Columna de El Colegio de Economistas de Coahuila, A.C.

Presupuesto para mujeres no siempre es presupuesto para la igualdad
Por: Abdelali Soto
La pandemia de COVID-19 y las medidas de confinamiento evidenciaron una realidad que ya existía, pero muchas veces ignorábamos: las crisis afectan de manera diferente a mujeres y hombres. En muchos hogares, las mujeres asumieron más trabajo doméstico y de cuidados, enfrentaron mayor desempleo, menores ingresos y dificultades para volver al trabajo. Esto provocó un retroceso en temas que habían requerido décadas de esfuerzo institucional y social para avanzar.
En materia de políticas públicas, esto dejó una lección importante: la desigualdad de género no se resuelve con acciones aisladas ni programas pequeños. Las crisis, naturales o sociales, tampoco afectan a todos por igual. Sus efectos dependen de las condiciones previas de cada persona, como acceso a ingresos, servicios públicos, seguridad social y tiempo disponible. Por eso, el compromiso con la igualdad debe reflejarse en el principal instrumento de la política pública: el presupuesto.
Un presupuesto con perspectiva de género no es simplemente aquel que destina recursos a programas denominados “para mujeres”. Profundiza en el análisis de cómo las decisiones de ingreso y gasto público afectan de manera distinta a mujeres y hombres; identifica y prioriza las brechas que pretende reducir y establece objetivos, indicadores y mecanismos de evaluación.

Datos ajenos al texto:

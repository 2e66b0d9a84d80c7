//! Core types for Resto.
//!
//! This module provides type-safe wrappers and records for the restaurant
//! backend's client and delivery services.

pub mod agent;
pub mod client;
pub mod delivery;
pub mod email;
pub mod id;
pub mod price;
pub mod status;

pub use agent::{DeliveryAgent, NewDeliveryAgent};
pub use client::ClientProfile;
pub use delivery::{Delivery, DeliveryUpdate, NewDelivery};
pub use email::{Email, EmailError};
pub use id::{AgentId, ClientId, DeliveryId, OrderId, ParseIdError};
pub use price::Price;
pub use status::*;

Su finalidad es corregir las desigualdades estructurales que limitan la autonomía, la seguridad y la participación económica y social de las mujeres.
En el mundo se han desarrollado diversas herramientas para avanzar en este tema, entre ellas: el gasto etiquetado para identificar los recursos destinados a objetivos de igualdad; las auditorías de género; los sistemas de seguimiento y las metodologías para evaluar los efectos distributivos del presupuesto. Estas prácticas fortalecen la transparencia y la rendición de cuentas porque permiten conocer no solo cuánto se aprobó, sino también cómo se ejerció, a quién benefició y qué cambios se implementaron.
A este respecto, México cuenta con una trayectoria destacada. El Anexo 13 del Presupuesto de Egresos de la Federación (PEF) identifica las erogaciones destinadas a promover la igualdad entre mujeres y hombres. Sin embargo, su existencia y crecimiento no garantizan que el gasto público cierre brechas. Un programa puede beneficiar a millones de mujeres y aun así carecer de un diseño orientado a transformar las causas de la desigualdad. Contabilizar como presupuesto para la igualdad todo recurso recibido por mujeres puede incrementar las cifras sin demostrar resultados sustantivos.
Este es uno de los principales cuestionamientos formulados por académicos y expertos: durante años, una parte considerable de los recursos incluidos en el anexo ha correspondido a programas sociales amplios, transferencias o pensiones cuya población beneficiaria incluye mujeres, pero no necesariamente incorpora la perspectiva de género en sus objetivos e indicadores. La diferencia es crucial. Atender necesidades inmediatas es indispensable, pero no equivale automáticamente a reducir la brecha salarial, redistribuir el trabajo de cuidados, prevenir la violencia o ampliar la autonomía económica.
Recientemente, la Secretaría de las Mujeres anunció una reconfiguración del Anexo 13 y la creación del Anexo 31 del PEF, orientado a la consolidación de una sociedad de cuidados. El planteamiento busca abandonar una lógica inercial de asignación y avanzar hacia una evaluación efectiva de la acción gubernamental. Es un cambio prometedor siempre que no se limite a modificar nombres o clasificaciones, sino que se traduzca en una verdadera reorientación de las prioridades públicas.
Para lograr un verdadero impacto es necesario responder a cuatro preguntas básicas: ¿qué desigualdad busca corregir?, ¿qué acciones financiará?, ¿cómo se medirá el resultado? y ¿qué cambio concreto experimentarán las mujeres? También se requieren información desagregada, indicadores de resultados, evaluaciones periódicas y efectos institucionales y/o administrativos cuando no se cumpla el propósito.
Presupuestar con perspectiva de género no consiste en etiquetar recursos para las mujeres. Significa revisar la totalidad del presupuesto y reconocer que cada decisión fiscal distribuye recursos, oportunidades, responsabilidades, riesgos y tiempo. La igualdad no se alcanza contando cuánto dinero llega a las mujeres, sino comprobando en qué medida ese dinero modifica las condiciones que producen y reproducen la desigualdad. Esa debe ser la verdadera medida de la calidad y la utilidad social del gasto público.